Field boundary, Drom Na Coille, Co. Kerry
Co. Kerry |
Ritual/Ceremonial
In the boggy pasture south of the Inny river valley, a cluster of collapsed boulders sits half-swallowed by vegetation, easy to dismiss as nothing more than a wet field's worth of fallen stone.
What they actually represent is the footprint of a small subcircular hut, roughly six metres by five, built from rough boulders and now reduced to overgrown foundations, with the remnants of old field walls lying nearby in a similar state of collapse.

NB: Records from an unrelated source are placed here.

//! RDMA transport primitives behind a small seam.
//!
//! The backend and the host library speak to the fabric through the
//! [`Fabric`]/[`Listener`]/[`Endpoint`] traits: register memory, post
//! send/recv and one-sided read/write work requests, poll completions, and
//! poll connection-manager events. Two implementations exist:
//!
//! - [`verbs`] (feature `rdma`): reliable-connected queue pairs over
//!   libibverbs/librdmacm, one protection domain and completion queue per
//!   connection, all work requests signaled,
//! - [`loopback`]: an in-process fabric whose one-sided operations are
//!   memcpys against registered regions, used by the integration tests.
//!
//! Both deliver completions in post order per connection and surface every
//! failure as an [`RdmaError`]; nothing at this layer retries.

pub mod loopback;
#[cfg(feature = "rdma")]
pub mod verbs;

use std::sync::Arc;

use crate::ring::DmaRegion;

/// Errors surfaced by the transport layer.
#[derive(Debug, thiserror::Error)]
pub enum RdmaError {
    #[error("{op} failed: {msg}")]
    Op { op: &'static str, msg: String },

    #[error("work request {wr_id} completed with status {status}")]
    Completion { wr_id: u64, status: i32 },

    #[error("connection closed")]
    Closed,

    #[error("connection rejected by peer")]
    Rejected,

    #[error("invalid address {0}")]
    Address(String),

    #[error("remote access out of bounds (rkey {rkey}, addr {addr:#x}, len {len})")]
    RemoteAccess { rkey: u32, addr: u64, len: u32 },
}

impl RdmaError {
    pub(crate) fn op(op: &'static str, msg: impl Into<String>) -> Self {
        RdmaError::Op {
            op,
            msg: msg.into(),
        }
    }
}

/// Completed work request kinds.
#[derive(Debug, Clone, Copy, PartialEq, Eq)]
pub enum WrOpcode {
    Send,
    Recv,
    RdmaRead,
    RdmaWrite,
    /// Recv consumed by a peer write-with-immediate.
    RecvWithImm,
}

/// One work completion.
#[derive(Debug, Clone, Copy)]
pub struct Completion {
    pub wr_id: u64,
    pub opcode: WrOpcode,
    pub byte_len: u32,
    pub imm: Option<u32>,
}

/// Descriptor of locally registered memory (or a window into it).
///
/// `lkey` authorizes local work requests; `rkey` is what the peer needs to
/// address this memory remotely.
#[derive(Debug, Clone, Copy)]
pub struct LocalMr {
    pub addr: u64,
    pub len: u32,
    pub lkey: u32,
    pub rkey: u32,
}

impl LocalMr {
    /// A window into the registered range.
    pub fn window(&self, offset: u32, len: u32) -> LocalMr {
        debug_assert!(offset + len <= self.len);
        LocalMr {
            addr: self.addr + offset as u64,
            len,
            lkey: self.lkey,
            rkey: self.rkey,
        }
    }
}

/// Descriptor of remote memory addressable by one-sided operations.
#[derive(Debug, Clone, Copy)]
pub struct RemoteMr {
    pub addr: u64,
    pub rkey: u32,
}

impl RemoteMr {
    pub fn at_offset(&self, offset: u64) -> RemoteMr {
        RemoteMr {
            addr: self.addr + offset,
            rkey: self.rkey,
        }
    }
}

/// Queue-pair sizing for a connection.
#[derive(Debug, Clone, Copy)]
pub struct QpConfig {
    pub send_depth: u32,
    pub recv_depth: u32,
    pub max_sge: u32,
}

impl QpConfig {
    pub fn control() -> Self {
        Self {
            send_depth: crate::constants::CTRL_QUEUE_DEPTH,
            recv_depth: crate::constants::CTRL_QUEUE_DEPTH,
            max_sge: 1,
        }
    }

    pub fn buffer() -> Self {
        Self {
            send_depth: crate::constants::BUFF_QUEUE_DEPTH,
            recv_depth: crate::constants::BUFF_QUEUE_DEPTH,
            max_sge: 1,
        }
    }
}

/// One connected transport endpoint (a queue pair plus its completion
/// queue).
pub trait Endpoint {
    /// Stable identity used to map CM events back to sessions.
    fn id(&self) -> u64;

    /// Register a memory region for local and remote access with
    /// `{LocalWrite, RemoteRead, RemoteWrite}`, returning its descriptor.
    /// The registration pins the region for the endpoint's lifetime.
    fn register(&self, region: &Arc<DmaRegion>) -> Result<LocalMr, RdmaError>;

    fn post_recv(&self, buf: LocalMr, wr_id: u64) -> Result<(), RdmaError>;

    fn post_send(&self, buf: LocalMr, wr_id: u64) -> Result<(), RdmaError>;

    fn post_read(&self, local: LocalMr, remote: RemoteMr, wr_id: u64) -> Result<(), RdmaError>;

    fn post_write(
        &self,
        local: LocalMr,
        remote: RemoteMr,
        wr_id: u64,
        imm: Option<u32>,
    ) -> Result<(), RdmaError>;

    /// Non-blocking completion poll.
    fn poll(&self) -> Result<Option<Completion>, RdmaError>;

    /// Block until one completion arrives. Used only by host handshakes.
    fn wait(&self) -> Result<Completion, RdmaError>;

    /// Initiate connection teardown.
    fn disconnect(&self);
}

/// A connection request awaiting accept/reject.
///
/// Accepting is two-phase so the passive side can post its first receive
/// between queue-pair creation and the handshake completion; the peer may
/// send the moment the accept lands.
pub trait PendingConn {
    type Endpoint: Endpoint;

    /// The single byte of connection private data.
    fn private_data(&self) -> u8;

    /// Build the queue pair and its completion queue for this connection.
    fn create_endpoint(&self, qp: QpConfig) -> Result<Self::Endpoint, RdmaError>;

    /// Complete the handshake. The endpoint from [`create_endpoint`]
    /// becomes live; the peer's connect call unblocks.
    ///
    /// [`create_endpoint`]: PendingConn::create_endpoint
    fn accept(self) -> Result<(), RdmaError>;

    fn reject(self);
}

/// Connection-manager events delivered to the backend listener.
pub enum CmEvent<P> {
    /// A peer asked to connect; accept or reject the pending connection.
    ConnectRequest(P),
    /// The connection for endpoint `id` is established.
    Established { id: u64 },
    /// The peer for endpoint `id` disconnected.
    Disconnected { id: u64 },
    /// Address resolution failed, the peer is unreachable, or the device
    /// went away.
    Error { id: u64, what: &'static str },
}

/// Passive side of the fabric: accepts connections, reports CM events.
pub trait Listener {
    type Endpoint: Endpoint;
    type Pending: PendingConn<Endpoint = Self::Endpoint>;

    /// Non-blocking CM event poll.
    fn poll_event(&self) -> Result<Option<CmEvent<Self::Pending>>, RdmaError>;
}

/// A transport provider.
pub trait Fabric {
    type Endpoint: Endpoint + Send;
    type Pending: PendingConn<Endpoint = Self::Endpoint>;
    type Listener: Listener<Endpoint = Self::Endpoint, Pending = Self::Pending>;

    /// Bind and listen at `addr` (`ip:port`).
    fn listen(&self, addr: &str) -> Result<Self::Listener, RdmaError>;

    /// Connect to `addr`, carrying one byte of private data identifying the
    /// channel kind. Blocks until established or failed.
    fn connect(
        &self,
        addr: &str,
        private_data: u8,
        qp: QpConfig,
    ) -> Result<Self::Endpoint, RdmaError>;
}

/// Private-data byte identifying a control channel.
pub const CTRL_CONN_PRIV_DATA: u8 = 0xC5;

/// Private-data byte identifying a buffer (ring transport) channel.
pub const BUFF_CONN_PRIV_DATA: u8 = 0xB5;
//! Connection registry: the CM event state machine.
//!
//! One CM event is polled per control-plane tick. A connect request
//! carries one byte of private data naming the channel kind; the first
//! Available slot of that kind is built up (queue pair, registered message
//! buffer, one posted receive) and accepted, or the request is rejected
//! when every slot is taken. Established and disconnect events are mapped
//! back to slots by scanning the session arrays for the endpoint id.

use tracing::{error, info, warn};

use super::session::{BufferSession, ConnState, ControlSession};
use super::{wr, Backend, BackendError};
use crate::rdma::{
    CmEvent, Endpoint, Fabric, Listener, PendingConn, QpConfig, BUFF_CONN_PRIV_DATA,
    CTRL_CONN_PRIV_DATA,
};

impl<F: Fabric> Backend<F> {
    /// Poll and dispatch at most one CM event.
    pub(super) fn process_cm_event(&mut self) -> Result<(), BackendError> {
        let event = match self.listener.poll_event()? {
            None => return Ok(()),
            Some(event) => event,
        };

        match event {
            CmEvent::ConnectRequest(pending) => match pending.private_data() {
                CTRL_CONN_PRIV_DATA => self.accept_ctrl(pending),
                BUFF_CONN_PRIV_DATA => self.accept_buff(pending),
                other => {
                    error!(private_data = other, "unrecognized connection type");
                    pending.reject();
                }
            },
            CmEvent::Established { id } => self.on_established(id),
            CmEvent::Disconnected { id } => self.on_disconnected(id),
            CmEvent::Error { id, what } => {
                // Surfaced per connection; the slot is reclaimed when the
                // disconnect follows.
                error!(id, what, "connection manager error");
            }
        }
        Ok(())
    }

    fn accept_ctrl(&mut self, pending: F::Pending) {
        let session = match self
            .ctrl_sessions
            .iter_mut()
            .find(|s| s.state == ConnState::Available)
        {
            Some(s) => s,
            None => {
                warn!("no available control session, rejecting connection");
                pending.reject();
                return;
            }
        };

        let ep = match pending.create_endpoint(QpConfig::control()) {
            Ok(ep) => ep,
            Err(e) => {
                error!("control queue pair setup failed: {e}");
                return;
            }
        };

        let setup = ep
            .register(&session.msg_buf)
            .and_then(|mr| {
                session.msg_mr = Some(mr);
                ep.post_recv(session.recv_mr(), wr::CTRL_RECV)
            })
            .and_then(|()| pending.accept());
        match setup {
            Ok(()) => {
                session.ep = Some(ep);
                session.state = ConnState::Occupied;
                info!(slot = session.id, "control connection accepted");
            }
            Err(e) => {
                error!("control connection setup failed: {e}");
                session.msg_mr = None;
            }
        }
    }

    fn accept_buff(&mut self, pending: F::Pending) {
        let session = match self
            .buff_sessions
            .iter_mut()
            .find(|s| s.state == ConnState::Available)
        {
            Some(s) => s,
            None => {
                warn!("no available buffer session, rejecting connection");
                pending.reject();
                return;
            }
        };

        let ep = match pending.create_endpoint(QpConfig::buffer()) {
            Ok(ep) => ep,
            Err(e) => {
                error!("buffer queue pair setup failed: {e}");
                return;
            }
        };

        let setup = ep
            .register(&session.msg_buf)
            .and_then(|mr| {
                session.msg_mr = Some(mr);
                ep.post_recv(session.recv_mr(), wr::BUFF_RECV)
            })
            .and_then(|()| pending.accept());
        match setup {
            Ok(()) => {
                session.ep = Some(ep);
                session.state = ConnState::Occupied;
                info!(slot = session.id, "buffer connection accepted");
            }
            Err(e) => {
                error!("buffer connection setup failed: {e}");
                session.msg_mr = None;
            }
        }
    }

    fn on_established(&mut self, id: u64) {
        if let Some(session) = find_ctrl(&mut self.ctrl_sessions, id) {
            session.state = ConnState::Connected;
            info!(slot = session.id, "control connection established");
            return;
        }
        if let Some(session) = find_buff(&mut self.buff_sessions, id) {
            session.state = ConnState::Connected;
            info!(slot = session.id, "buffer connection established");
            return;
        }
        error!(id, "established event for unknown connection");
    }

    fn on_disconnected(&mut self, id: u64) {
        if let Some(session) = find_ctrl(&mut self.ctrl_sessions, id) {
            if session.state != ConnState::Available {
                session.teardown();
            }
            return;
        }
        if let Some(session) = find_buff(&mut self.buff_sessions, id) {
            if session.state != ConnState::Available {
                session.teardown();
            }
            return;
        }
        error!(id, "disconnect event for unknown connection");
    }
}

/// Slot lookup by endpoint id; the arrays are small, a scan is fine.
fn find_ctrl<E: Endpoint>(
    sessions: &mut [ControlSession<E>],
    id: u64,
) -> Option<&mut ControlSession<E>> {
    sessions
        .iter_mut()
        .find(|s| s.ep.as_ref().is_some_and(|ep| ep.id() == id))
}

fn find_buff<E: Endpoint>(
    sessions: &mut [BufferSession<E>],
    id: u64,
) -> Option<&mut BufferSession<E>> {
    sessions
        .iter_mut()
        .find(|s| s.ep.as_ref().is_some_and(|ep| ep.id() == id))
}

The site sits on the southern side of a stream in Drom Na Coille, on the Iveragh Peninsula in County Kerry. Subcircular stone huts of this kind, constructed without mortar from whatever boulders lay to hand, are a recurring feature of the Kerry landscape, and they span an enormous range of periods; without excavation it is rarely possible to say whether a given example is early medieval, post-medieval, or something in between. What the collapsed field walls do suggest is a more complete agricultural system once existing here, small enclosures shaped around the demands of grazing or tillage in marginal, wet ground. That such a system left any trace at all in boggy pasture this close to a river valley is itself of some note, since waterlogged ground tends to swallow stone structures quickly once their upkeep ceases.